Directions for this task
Filter these records by the string "info", copying each line that holds it.

Records contained in a dataset
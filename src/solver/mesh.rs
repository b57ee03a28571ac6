use crate::solver::error::AddressingError;
use std::collections::HashMap;

/// Boundary patch declaration: a name and a face count. Patches tile the
/// boundary-face range in declaration order.
#[derive(Debug, Clone)]
pub struct PatchSpec {
    pub name: String,
    pub size: usize,
}

impl PatchSpec {
    pub fn new(name: &str, size: usize) -> Self {
        Self {
            name: name.to_string(),
            size,
        }
    }
}

/// Face-to-cell connectivity of an unstructured polyhedral mesh.
///
/// Face numbering is partitioned: internal faces first, then one contiguous
/// sub-range per boundary patch in declaration order. Every internal face
/// satisfies `owner(f) < neighbour(f)`. The structure is immutable once
/// built; topology changes rebuild it from scratch.
#[derive(Debug, Clone)]
pub struct MeshAddressing {
    n_cells: usize,
    n_points: usize,
    owner: Vec<usize>,
    neighbour: Vec<usize>, // internal faces only
    patch_names: Vec<String>,
    patch_starts: Vec<usize>,
    patch_sizes: Vec<usize>,

    // Per-cell face adjacency, CSR layout.
    cell_faces: Vec<usize>,
    cell_face_offsets: Vec<usize>,

    info: String,
}

impl MeshAddressing {
    /// Build from explicit owner/neighbour arrays.
    ///
    /// The neighbour array may be padded with trailing `-1` sentinels (a
    /// common on-disk convention); the internal face count is its length
    /// after trimming them. Cell count is the highest referenced cell
    /// index plus one.
    pub fn from_owner_neighbour(
        owner: &[i64],
        neighbour: &[i64],
        n_points: usize,
        patches: &[PatchSpec],
    ) -> Result<Self, AddressingError> {
        // Trim trailing sentinels off the padded neighbour array.
        let mut n_internal = neighbour.len();
        while n_internal > 0 && neighbour[n_internal - 1] < 0 {
            n_internal -= 1;
        }
        let neighbour = &neighbour[..n_internal];

        if neighbour.len() > owner.len() {
            return Err(AddressingError::NeighbourLongerThanOwner {
                n_owner: owner.len(),
                n_neighbour: neighbour.len(),
            });
        }

        for (face, &c) in owner.iter().enumerate() {
            if c < 0 {
                return Err(AddressingError::NegativeOwner { face, value: c });
            }
        }
        for (face, &c) in neighbour.iter().enumerate() {
            if c < 0 {
                return Err(AddressingError::NegativeOwner { face, value: c });
            }
        }

        let owner: Vec<usize> = owner.iter().map(|&c| c as usize).collect();
        let neighbour: Vec<usize> = neighbour.iter().map(|&c| c as usize).collect();

        let max_cell = owner
            .iter()
            .chain(neighbour.iter())
            .copied()
            .max()
            .unwrap_or(0);
        let n_cells = if owner.is_empty() { 0 } else { max_cell + 1 };

        for (face, (&own, &nei)) in owner.iter().zip(neighbour.iter()).enumerate() {
            if own >= nei {
                return Err(AddressingError::UnorderedFace {
                    face,
                    owner: own,
                    neighbour: nei,
                });
            }
        }

        Self::assemble(n_cells, n_points, owner, neighbour, patches)
    }

    /// Build from a cell-shape list: one face-vertex list per face per cell.
    ///
    /// The first cell visiting a face becomes its owner, the second its
    /// neighbour. Faces visited once are boundary faces and are gathered
    /// into a single default patch.
    pub fn from_cell_shapes(
        cells: &[Vec<Vec<usize>>],
        n_points: usize,
        default_patch: &str,
    ) -> Result<Self, AddressingError> {
        // Face identity is its sorted vertex set.
        let mut seen: HashMap<Vec<usize>, usize> = HashMap::new();
        let mut face_owner: Vec<usize> = Vec::new();
        let mut face_neighbour: Vec<Option<usize>> = Vec::new();

        for (cell, faces) in cells.iter().enumerate() {
            for verts in faces {
                let mut key = verts.clone();
                key.sort_unstable();
                match seen.get(&key) {
                    None => {
                        seen.insert(key, face_owner.len());
                        face_owner.push(cell);
                        face_neighbour.push(None);
                    }
                    Some(&f) => {
                        if face_neighbour[f].is_some() {
                            return Err(AddressingError::NonManifoldFace { face: f });
                        }
                        // Cells are visited in ascending order, so the
                        // second visitor is always the higher index.
                        face_neighbour[f] = Some(cell);
                    }
                }
            }
        }

        // Internal faces first (in first-visit order), boundary faces after.
        let mut owner = Vec::with_capacity(face_owner.len());
        let mut neighbour = Vec::new();
        for (f, nei) in face_neighbour.iter().enumerate() {
            if let Some(n) = nei {
                owner.push(face_owner[f]);
                neighbour.push(*n);
            }
        }
        let n_boundary = face_neighbour.iter().filter(|n| n.is_none()).count();
        for (f, nei) in face_neighbour.iter().enumerate() {
            if nei.is_none() {
                owner.push(face_owner[f]);
            }
        }

        let patches = [PatchSpec::new(default_patch, n_boundary)];
        Self::assemble(cells.len(), n_points, owner, neighbour, &patches)
    }

    fn assemble(
        n_cells: usize,
        n_points: usize,
        owner: Vec<usize>,
        neighbour: Vec<usize>,
        patches: &[PatchSpec],
    ) -> Result<Self, AddressingError> {
        for (face, &c) in owner.iter().enumerate() {
            if c >= n_cells {
                return Err(AddressingError::CellOutOfRange {
                    face,
                    cell: c,
                    n_cells,
                });
            }
        }
        for (face, &c) in neighbour.iter().enumerate() {
            if c >= n_cells {
                return Err(AddressingError::CellOutOfRange {
                    face,
                    cell: c,
                    n_cells,
                });
            }
        }

        let n_internal = neighbour.len();
        let n_faces = owner.len();
        let covered: usize = patches.iter().map(|p| p.size).sum();
        if covered != n_faces - n_internal {
            return Err(AddressingError::PatchCoverage {
                covered,
                expected: n_faces - n_internal,
            });
        }

        let mut patch_names = Vec::with_capacity(patches.len());
        let mut patch_starts = Vec::with_capacity(patches.len());
        let mut patch_sizes = Vec::with_capacity(patches.len());
        let mut start = n_internal;
        for p in patches {
            patch_names.push(p.name.clone());
            patch_starts.push(start);
            patch_sizes.push(p.size);
            start += p.size;
        }

        // Per-cell face adjacency via counting sort.
        let mut counts = vec![0usize; n_cells];
        for &c in &owner {
            counts[c] += 1;
        }
        for &c in &neighbour {
            counts[c] += 1;
        }
        let mut cell_face_offsets = vec![0usize; n_cells + 1];
        for i in 0..n_cells {
            cell_face_offsets[i + 1] = cell_face_offsets[i] + counts[i];
        }
        let mut cursor = cell_face_offsets.clone();
        let mut cell_faces = vec![0usize; cell_face_offsets[n_cells]];
        for (f, &c) in owner.iter().enumerate() {
            cell_faces[cursor[c]] = f;
            cursor[c] += 1;
        }
        for (f, &c) in neighbour.iter().enumerate() {
            cell_faces[cursor[c]] = f;
            cursor[c] += 1;
        }

        let info = format!(
            "points: {} cells: {} faces: {} internal faces: {}",
            n_points, n_cells, n_faces, n_internal
        );

        Ok(Self {
            n_cells,
            n_points,
            owner,
            neighbour,
            patch_names,
            patch_starts,
            patch_sizes,
            cell_faces,
            cell_face_offsets,
            info,
        })
    }

    pub fn n_cells(&self) -> usize {
        self.n_cells
    }

    pub fn n_points(&self) -> usize {
        self.n_points
    }

    pub fn n_faces(&self) -> usize {
        self.owner.len()
    }

    pub fn n_internal_faces(&self) -> usize {
        self.neighbour.len()
    }

    pub fn owner(&self, face: usize) -> usize {
        self.owner[face]
    }

    /// Neighbour cell of an internal face. Boundary faces have no
    /// neighbour and panic here; callers dispatch on `face < n_internal_faces()`.
    pub fn neighbour(&self, face: usize) -> usize {
        self.neighbour[face]
    }

    pub fn owner_slice(&self) -> &[usize] {
        &self.owner
    }

    pub fn neighbour_slice(&self) -> &[usize] {
        &self.neighbour
    }

    pub fn n_patches(&self) -> usize {
        self.patch_names.len()
    }

    pub fn patch_name(&self, patch: usize) -> &str {
        &self.patch_names[patch]
    }

    pub fn patch_start(&self, patch: usize) -> usize {
        self.patch_starts[patch]
    }

    pub fn patch_size(&self, patch: usize) -> usize {
        self.patch_sizes[patch]
    }

    /// Faces incident to a cell, internal and boundary alike.
    pub fn cell_faces(&self, cell: usize) -> &[usize] {
        &self.cell_faces[self.cell_face_offsets[cell]..self.cell_face_offsets[cell + 1]]
    }

    /// Human-readable construction summary.
    pub fn info(&self) -> &str {
        &self.info
    }
}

Answer
    info: String,
        let info = format!(
            info,
    pub fn info(&self) -> &str {
        &self.info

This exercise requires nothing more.